Казанская демонстрация была первой попыткой практического применения наших понятий об агитации. Понятия эти были в то время еще слишком отвлеченны, и уже по одному этому не могло быть удачным их практическое применение. Казанская демонстрация наглядно показала, что мы будем всегда оставаться одни, если в своей революционной деятельности будем руководствоваться лишь своим отвлеченным пристрастием к «агитации», а не существующим настроением и данными насущными нуждами той среды, в которой собираемся агитировать.
Мы не забыли этого урока, но прошло более года прежде, чем нам представился случай снова взяться за агитацию в среде петербургского рабочего населения. Это был очень печальный случай. На Василеостровском патронном заводе произошел взрыв пороха. Нескольких рабочих страшно изуродовало, четырех убило на месте. На другой день умерли от тяжелых ран еще двое. Таким образом рабочим этого завода предстояло провожать на Смоленское кладбище шестерых товарищей. Взрыв произошел по непростительной вине заводского начальства. Пострадавшая мастерская помещалась во втором этаже и сообщалась с внешним миром одной только лестницей. Как раз при входе в мастерскую, около лестницы, лежал в особом чулане довольно значительный запас прессованного пороха, из которого приготовлялись патроны. Когда этот порох обтачивался на станках, от него поднималась мелкая пыль, покрывавшая станки, пол и стены мастерской. Достаточно было одной искры, чтобы пороховая пыль вспыхнула и, донеся огонь до помещавшегося у лестницы порохового чулана, отрезала рабочим всякий путь к спасению. Рабочие тем лучше сознавали грозившую им опасность, что искры часто получались во время работы от трения. Иногда от этих искр вспыхивала даже покрывавшая станки пороховая пыль. Но так как до поры до времени вспышки были незначительны, то начальство и полагалось на милость божию. Заявления рабочих оставались без внимания. Понятно, что, когда произошел взрыв, все рабочие этого завода были очень озлоблены. Существовавший там революционный кружок тотчас увидел, что ему следует действовать. Кто-то из его членов написал воззвание, в котором происшедший на заводе несчастный случай ставился в связь с общим положением рабочего класса.
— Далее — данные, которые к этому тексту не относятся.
//! Plateau detection over recent 1RM estimates, and deload planning
//!
//! The detector fits a least-squares line to trailing windows of the 1RM
//! series and normalizes the slope by the window mean. The longest trailing
//! window that is flat or falling is the "confirmed" plateau; its length
//! against the minimum duration decides between a warning and a confirmed
//! status.

use serde::{Deserialize, Serialize};
use statrs::statistics::Statistics;

use crate::one_rep_max::round_dp;

/// Number of most recent 1RM samples the online check looks at
pub const PLATEAU_CHECK_WINDOW: usize = 15;

/// Samples required before the online check runs at all
pub const MIN_HISTORY_FOR_PLATEAU_CHECK: usize = 5;

/// Confirmed-window length required by the online check
pub const ONLINE_MIN_DURATION: usize = 3;

/// Default for the explicit analysis endpoint
pub const ANALYSIS_MIN_DURATION: usize = 5;

pub const COOLDOWN_WEEKS: i64 = 3;

/// Load factor applied to the working 1RM when the online check fires
pub const AUTO_DELOAD_FACTOR: f64 = 0.90;
pub const AUTO_DELOAD_PROTOCOL: &str = "auto_deload_10_percent";

/// Relative slope at or below which progress counts as stalled
pub const STAGNATION_THRESHOLD: f64 = 0.005;

/// Relative slope below which a stall counts as regression
pub const REGRESSION_THRESHOLD: f64 = -0.005;

#[derive(Debug, Clone, Copy, PartialEq, Eq, Serialize, Deserialize)]
#[serde(rename_all = "SCREAMING_SNAKE_CASE")]
pub enum PlateauStatus {
    NoPlateau,
    StagnationWarning,
    Stagnation,
    RegressionWarning,
    Regression,
}

impl PlateauStatus {
    pub fn is_confirmed(&self) -> bool {
        matches!(self, PlateauStatus::Stagnation | PlateauStatus::Regression)
    }

    pub fn is_regression(&self) -> bool {
        matches!(self, PlateauStatus::Regression | PlateauStatus::RegressionWarning)
    }
}

#[derive(Debug, Clone, PartialEq, Serialize, Deserialize)]
pub struct PlateauAnalysis {
    pub status: PlateauStatus,
    /// Least-squares slope (kg per sample) of the confirmed window, or of the whole series
    pub slope: f64,
    pub relative_slope: f64,
    /// Length of the longest trailing flat-or-falling window (0 if none)
    pub confirmed_window: usize,
    pub sample_count: usize,
    pub mean: f64,
    pub min_duration: usize,
    pub plateauing: bool,
}

/// Least-squares slope of `values` against their indices
pub fn linear_slope(values: &[f64]) -> f64 {
    if values.len() < 2 {
        return 0.0;
    }
    let xs: Vec<f64> = (0..values.len()).map(|i| i as f64).collect();
    let var_x = xs.iter().variance();
    if !(var_x > 0.0) {
        return 0.0;
    }
    let slope = xs.iter().covariance(values.iter()) / var_x;
    if slope.is_finite() {
        slope
    } else {
        0.0
    }
}

fn relative_slope(values: &[f64]) -> (f64, f64, f64) {
    let slope = linear_slope(values);
    let mean = values.iter().mean();
    let relative = if mean > 0.0 { slope / mean } else { 0.0 };
    (slope, relative, mean)
}

/// Classify a 1RM series (oldest first)
pub fn detect(values: &[f64], min_duration: usize) -> PlateauAnalysis {
    let values: Vec<f64> = values.iter().copied().filter(|v| v.is_finite()).collect();
    let n = values.len();
    let min_duration = min_duration.max(2);

    let confirmed = (2..=n)
        .rev()
        .map(|k| (k, relative_slope(&values[n - k..])))
        .find(|(_, (_, relative, _))| *relative <= STAGNATION_THRESHOLD);

    let Some((window, (slope, relative, mean))) = confirmed else {
        let (slope, relative, mean) = if n > 0 {
            relative_slope(&values)
        } else {
            (0.0, 0.0, 0.0)
        };
        return PlateauAnalysis {
            status: PlateauStatus::NoPlateau,
            slope,
            relative_slope: relative,
            confirmed_window: 0,
            sample_count: n,
            mean,
            min_duration,
            plateauing: false,
        };
    };

    let regressing = relative < REGRESSION_THRESHOLD;
    let long_enough = window >= min_duration;
    let status = match (regressing, long_enough) {
        (true, true) => PlateauStatus::Regression,
        (true, false) => PlateauStatus::RegressionWarning,
        (false, true) => PlateauStatus::Stagnation,
        (false, false) => PlateauStatus::StagnationWarning,
    };

    PlateauAnalysis {
        status,
        slope,
        relative_slope: relative,
        confirmed_window: window,
        sample_count: n,
        mean,
        min_duration,
        plateauing: long_enough && status.is_confirmed(),
    }
}

/// How deep a deload should go, in [0, 1]
pub fn deload_severity(analysis: &PlateauAnalysis) -> f64 {
    match analysis.status {
        PlateauStatus::NoPlateau => 0.0,
        PlateauStatus::Stagnation | PlateauStatus::StagnationWarning => {
            let excess = analysis.confirmed_window as f64 - analysis.min_duration as f64;
            (0.25 + 0.05 * excess).clamp(0.25, 0.6)
        }
        PlateauStatus::Regression | PlateauStatus::RegressionWarning => {
            (0.5 + 25.0 * analysis.relative_slope.abs()).clamp(0.5, 1.0)
        }
    }
}

pub fn default_deload_weeks(severity: f64) -> u32 {
    if severity < 0.4 {
        1
    } else if severity < 0.7 {
        2
    } else {
        3
    }
}

#[derive(Debug, Clone, Copy, PartialEq, Serialize, Deserialize)]
pub struct DeloadWeek {
    pub week: u32,
    pub volume_multiplier: f64,
    pub intensity_multiplier: f64,
}

/// Week-by-week deload prescription that tapers back toward normal load
pub fn generate_deload_protocol(severity: f64, duration_weeks: u32, recent_fatigue: f64) -> Vec<DeloadWeek> {
    let severity = if severity.is_finite() { severity.clamp(0.0, 1.0) } else { 0.0 };
    let fatigue = if recent_fatigue.is_finite() { recent_fatigue.max(0.0) } else { 0.0 };
    let weeks = duration_weeks.max(1);

    let volume_cut = 0.30 + 0.30 * severity + (fatigue / 1000.0).min(0.10);
    let intensity_cut = 0.05 + 0.10 * severity;

    (0..weeks)
        .map(|i| {
            let taper = 1.0 - f64::from(i) / f64::from(weeks);
            DeloadWeek {
                week: i + 1,
                volume_multiplier: round_dp((1.0 - volume_cut * taper).clamp(0.4, 1.0), 3),
                intensity_multiplier: round_dp((1.0 - intensity_cut * taper).clamp(0.4, 1.0), 3),
            }
        })
        .collect()
}

/// Explicit plateau analysis with a deload prescription
#[derive(Debug, Clone, PartialEq, Serialize, Deserialize)]
pub struct PlateauReport {
    pub exercise_id: i64,
    pub samples: Vec<f64>,
    pub analysis: PlateauAnalysis,
    pub severity: f64,
    pub recommended_action: String,
    pub deload_protocol: Vec<DeloadWeek>,
    pub current_fatigue: f64,
}

/// Build the analysis report for a 1RM series (oldest first)
pub fn build_report(
    exercise_id: i64,
    samples: Vec<f64>,
    min_duration: usize,
    deload_weeks: Option<u32>,
    current_fatigue: f64,
) -> PlateauReport {
    let analysis = detect(&samples, min_duration);
    let severity = round_dp(deload_severity(&analysis), 3);

    let (recommended_action, deload_protocol) = if analysis.plateauing {
        let weeks = deload_weeks.unwrap_or_else(|| default_deload_weeks(severity));
        ("deload", generate_deload_protocol(severity, weeks, current_fatigue))
    } else if analysis.status == PlateauStatus::NoPlateau {
        ("continue_progression", Vec::new())
    } else {
        ("monitor", Vec::new())
    };

    PlateauReport {
        exercise_id,
        samples,
        analysis,
        severity,
        recommended_action: recommended_action.to_string(),
        deload_protocol,
        current_fatigue,
    }
}

#[cfg(test)]
mod tests {
    use super::*;
    use proptest::prelude::*;

    #[test]
    fn test_flat_series_is_stagnation() {
        let analysis = detect(&[100.0; 10], ONLINE_MIN_DURATION);
        assert_eq!(analysis.status, PlateauStatus::Stagnation);
        assert_eq!(analysis.confirmed_window, 10);
        assert!(analysis.plateauing);
        assert_eq!(analysis.slope, 0.0);
    }

    #[test]
    fn test_progressing_series_has_no_plateau() {
        let values: Vec<f64> = (0..8).map(|i| 100.0 + 2.5 * i as f64).collect();
        let analysis = detect(&values, ONLINE_MIN_DURATION);
        assert_eq!(analysis.status, PlateauStatus::NoPlateau);
        assert!(!analysis.plateauing);
        assert!(analysis.slope > 2.4);
    }

    #[test]
    fn test_falling_series_is_regression() {
        let values: Vec<f64> = (0..6).map(|i| 120.0 - 2.0 * i as f64).collect();
        let analysis = detect(&values, ANALYSIS_MIN_DURATION);
        assert_eq!(analysis.status, PlateauStatus::Regression);
        assert!(analysis.relative_slope < REGRESSION_THRESHOLD);
        assert!(deload_severity(&analysis) > 0.8);
    }

    #[test]
    fn test_short_stall_after_progress_is_warning() {
        let values = [100.0, 105.0, 110.0, 115.0, 120.0, 120.0];
        let analysis = detect(&values, ANALYSIS_MIN_DURATION);
        assert_eq!(analysis.status, PlateauStatus::StagnationWarning);
        assert_eq!(analysis.confirmed_window, 2);
        assert!(!analysis.plateauing);
    }

    #[test]
    fn test_too_few_samples() {
        let analysis = detect(&[100.0], ONLINE_MIN_DURATION);
        assert_eq!(analysis.status, PlateauStatus::NoPlateau);
        assert_eq!(analysis.sample_count, 1);
        assert_eq!(detect(&[], 3).sample_count, 0);
    }

    #[test]
    fn test_severity_and_duration() {
        let analysis = detect(&[100.0; 10], ANALYSIS_MIN_DURATION);
        assert!((deload_severity(&analysis) - 0.5).abs() < 1e-12);
        assert_eq!(default_deload_weeks(0.3), 1);
        assert_eq!(default_deload_weeks(0.5), 2);
        assert_eq!(default_deload_weeks(0.9), 3);
    }

    #[test]
    fn test_protocol_tapers() {
        let protocol = generate_deload_protocol(1.0, 3, 0.0);
        assert_eq!(protocol.len(), 3);
        assert_eq!(protocol[0].volume_multiplier, 0.4);
        assert!((protocol[0].intensity_multiplier - 0.85).abs() < 1e-9);
        assert!(protocol[1].volume_multiplier > protocol[0].volume_multiplier);
        assert!(protocol[2].intensity_multiplier > protocol[1].intensity_multiplier);
    }

    #[test]
    fn test_protocol_has_at_least_one_week() {
        let protocol = generate_deload_protocol(0.25, 0, 50.0);
        assert_eq!(protocol.len(), 1);
        assert!(protocol[0].volume_multiplier < 0.7);
    }

    #[test]
    fn test_report_actions() {
        let report = build_report(1, vec![100.0; 8], ANALYSIS_MIN_DURATION, None, 0.0);
        assert_eq!(report.recommended_action, "deload");
        assert_eq!(report.deload_protocol.len(), 2);

        let report = build_report(1, vec![100.0; 8], ANALYSIS_MIN_DURATION, Some(1), 0.0);
        assert_eq!(report.deload_protocol.len(), 1);

        let report = build_report(1, vec![100.0, 110.0, 120.0], ANALYSIS_MIN_DURATION, None, 0.0);
        assert_eq!(report.recommended_action, "continue_progression");
        assert!(report.deload_protocol.is_empty());
    }

    proptest! {
        #[test]
        fn test_deeper_severity_never_cuts_less(
            low in 0.0f64..1.0,
            delta in 0.0f64..1.0,
            fatigue in 0.0f64..500.0,
        ) {
            let high = (low + delta).min(1.0);
            let light = generate_deload_protocol(low, 1, fatigue);
            let heavy = generate_deload_protocol(high, 1, fatigue);
            prop_assert!(heavy[0].volume_multiplier <= light[0].volume_multiplier);
            prop_assert!(heavy[0].intensity_multiplier <= light[0].intensity_multiplier);
        }
    }
}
Воззвание это, напечатанное в нашей тайной типографии, произвело хорошее впечатление, его с сочувствием читали даже и такие рабочие, которых прежде никто не замечал в сочувствии к революционерам. Но этого было мало. Революционный кружок патронного завода хотел придать предстоящим похоронам характер демонстрации.
Этот кружок не находился под исключительным влиянием «бунтарей». Сносясь с «бунтарями», он поддерживал постоянные дружеские сношения и с лавристами. Но ему было хорошо известно отрицательное отношение лавристов ко всякого рода «бунтовским попыткам», он боялся, что те не одобрят его мысли о демонстрации. Очень неприятно было рабочим огорчать друзей-лавристов, но отказаться от демонстрации было бы еще неприятнее. Вследствие этого они пустились на хитрость. Пригласив бунтарей придти на похороны, они настоятельно просили их ничего не сообщать лавристам. «Бог с ними совсем, — говорили они, — лавристы — люди хорошие, но пойдут спорить, доказывать, что мы затеяли пустое, а нам послушаться их нельзя, очень уж возбуждены все рабочие». Бунтари не имели, разумеется, никакой охоты выдавать их лавристам.
В день похорон, часов в девять утра, хорошо вооруженная группа «бунтарей» (в числе их покойный Валериан Осинский) подошла к зданию патронного завода, перед которым собралась уже большая толпа рабочих. К бунтарям тотчас присоединились члены заводского рабочего кружка, тоже вооружившиеся кой-чем «на всякий случай». Покойный Халтурин, работавший в то время на другом заводе, также пришел на похороны. Начались совещания: каково настроение рабочих и что именно могут сделать в виду его революционеры. Бунтари находили, что выступать с революционной речью было бы неуместно. Одетая по-праздничному рабочая толпа показалась им слишком «буржуазною». И это впечатление было так сильно, что оно сообщилось не только тем «интеллигентам», которые, «занимаясь» с заводскими рабочими, казалось бы, знали их привычки, но — странно сказать — даже членам местного рабочего кружка. Те тоже сильно упали духом.
Показались гробы; присутствующие на минуту сняли шапки, и началось похоронное шествие. В тот день был жестокий мороз, еще более охлаждавший наши революционные порывы. «Нет, господа, революцию нужно делать летом, в этакий холод никого не расшевелишь», — шутили мы, оттирая побелевшие носы и уши.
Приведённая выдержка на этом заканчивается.